Course Description:   An introductory course covering fundamentals of modern statistical methods. Topics include descriptive statistics, the binomial and normal distributions, estimation, and hypothesis testing. The z, t, F and chi-square test statistics are introduced.  Prerequisite: MTH 050 or an appropriate placement test score.

Text: Statistics, the exploration and analysis of data, 5th Ed., by Devore and Peck

Calculator:  You will need a calculator for this course.  Although a basic calculator will do, you will be better off if you have a statistics calculator such as a TI-83 or higher model.  If you have only a basic calculator you will not be able to readily check hand calculations which will be required on exams and quizzes. 

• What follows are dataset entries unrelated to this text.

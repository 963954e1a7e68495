use std::sync::Arc;

use serde::Deserialize;

use crate::identifiers::{AgencyIdentifier, RouteIdentifier};
use crate::models::serde_helpers::empty_string_as_none;
use crate::models::types::RouteType;

/// A transit route (e.g., "Route 44", "Link 1 Line")
#[derive(Clone, Debug, PartialEq, Deserialize)]
#[serde(rename_all = "camelCase")]
pub struct Route {
    pub id: RouteIdentifier,
    pub agency_id: AgencyIdentifier,

    #[serde(rename = "type")]
    pub route_type: RouteType,

    /// Short name (e.g., "1", "A", "Red")
    #[serde(default, deserialize_with = "empty_string_as_none")]
    pub short_name: Option<Arc<str>>,

    /// Long name (e.g., "Ballard - University District")
    #[serde(default, deserialize_with = "empty_string_as_none")]
    pub long_name: Option<Arc<str>>,

    #[serde(default, deserialize_with = "empty_string_as_none")]
    pub description: Option<Arc<str>>,

    #[serde(default, deserialize_with = "empty_string_as_none")]
    pub url: Option<Arc<str>>,

    /// Hex RGB without the leading '#', e.g. "FF0000"
    #[serde(default, deserialize_with = "empty_string_as_none")]
    pub color: Option<Arc<str>>,

    #[serde(default, deserialize_with = "empty_string_as_none")]
    pub text_color: Option<Arc<str>>,
}

impl Route {
    /// The name a rider would recognise: short name, falling back to the
    /// long name and finally the identifier.
    pub fn display_name(&self) -> &str {
        self.short_name
            .as_deref()
            .or(self.long_name.as_deref())
            .unwrap_or(self.id.as_str())
    }
}
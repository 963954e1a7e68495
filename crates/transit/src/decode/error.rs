use std::fmt;

/// The five entity lists carried in a `references` block.
#[derive(Clone, Copy, Debug, PartialEq, Eq, Hash)]
pub enum EntityKind {
    Agencies,
    Routes,
    Situations,
    Stops,
    Trips,
}

impl EntityKind {
    /// JSON key of the list.
    pub fn key(self) -> &'static str {
        match self {
            Self::Agencies => "agencies",
            Self::Routes => "routes",
            Self::Situations => "situations",
            Self::Stops => "stops",
            Self::Trips => "trips",
        }
    }
}

impl fmt::Display for EntityKind {
    fn fmt(&self, f: &mut fmt::Formatter<'_>) -> fmt::Result {
        f.write_str(self.key())
    }
}

#[derive(Debug, thiserror::Error)]
pub enum DecodeError {
    #[error("invalid JSON: {0}")]
    Json(#[source] serde_json::Error),

    #[error("expected a JSON object")]
    NotAnObject,

    #[error("missing key `{kind}`")]
    MissingKey { kind: EntityKind },

    #[error("`{kind}` is not an array")]
    NotAnArray { kind: EntityKind },

    #[error("error decoding {kind}[{index}]: {source}")]
    Entity {
        kind: EntityKind,
        index: usize,
        #[source]
        source: serde_json::Error,
    },

    #[error("error decoding {model} #{index}: {source}")]
    Model {
        model: &'static str,
        index: usize,
        #[source]
        source: serde_json::Error,
    },

    #[error("malformed response envelope: {0}")]
    Envelope(String),

    #[error("API returned status {code}: {text}")]
    Status { code: u16, text: String },
}

impl DecodeError {
    /// The references list that failed, if the error came from one.
    pub fn kind(&self) -> Option<EntityKind> {
        match self {
            Self::MissingKey { kind } | Self::NotAnArray { kind } | Self::Entity { kind, .. } => {
                Some(*kind)
            }
            _ => None,
        }
    }
}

Attendance: Your alert and engaged attendance is your ticket to my office hours.  If you miss class due to circumstances beyond your control or if despite efforts you do not understand material covered in class, I am eager to provide additional help!   On the other hand, if you choose to skip class or sleep through class I will not provide private tutoring on the material you missed. 

Office Hours:  My office hours are currently set for MTWTh 9-10:30.  We’ll see how well that works for everyone.  Any changes will be posted on my door and on my web page.  Office hours are first come, first serve; you do not need to make an appointment.  If you can't meet during my office hours, feel free to contact me by phone or email to set up an appointment.  Ideally when you visit my office you should have a short list of questions either from the homework, the text, or lecture notes.  Don't let your list get too long before visiting!   Three 20-minute visits are usually far more useful and feasible than an hour long visit.  Waiting until the day before an exam will usually put you at the end of a long line outside my office. 

Exam dates: Unless a change is announced at least a week in advance, your midterm exams will be on Feb. 16, March 12, April 13, May 4.  The time of your final exam is set in stone:  May 12, 4:45-6:45. 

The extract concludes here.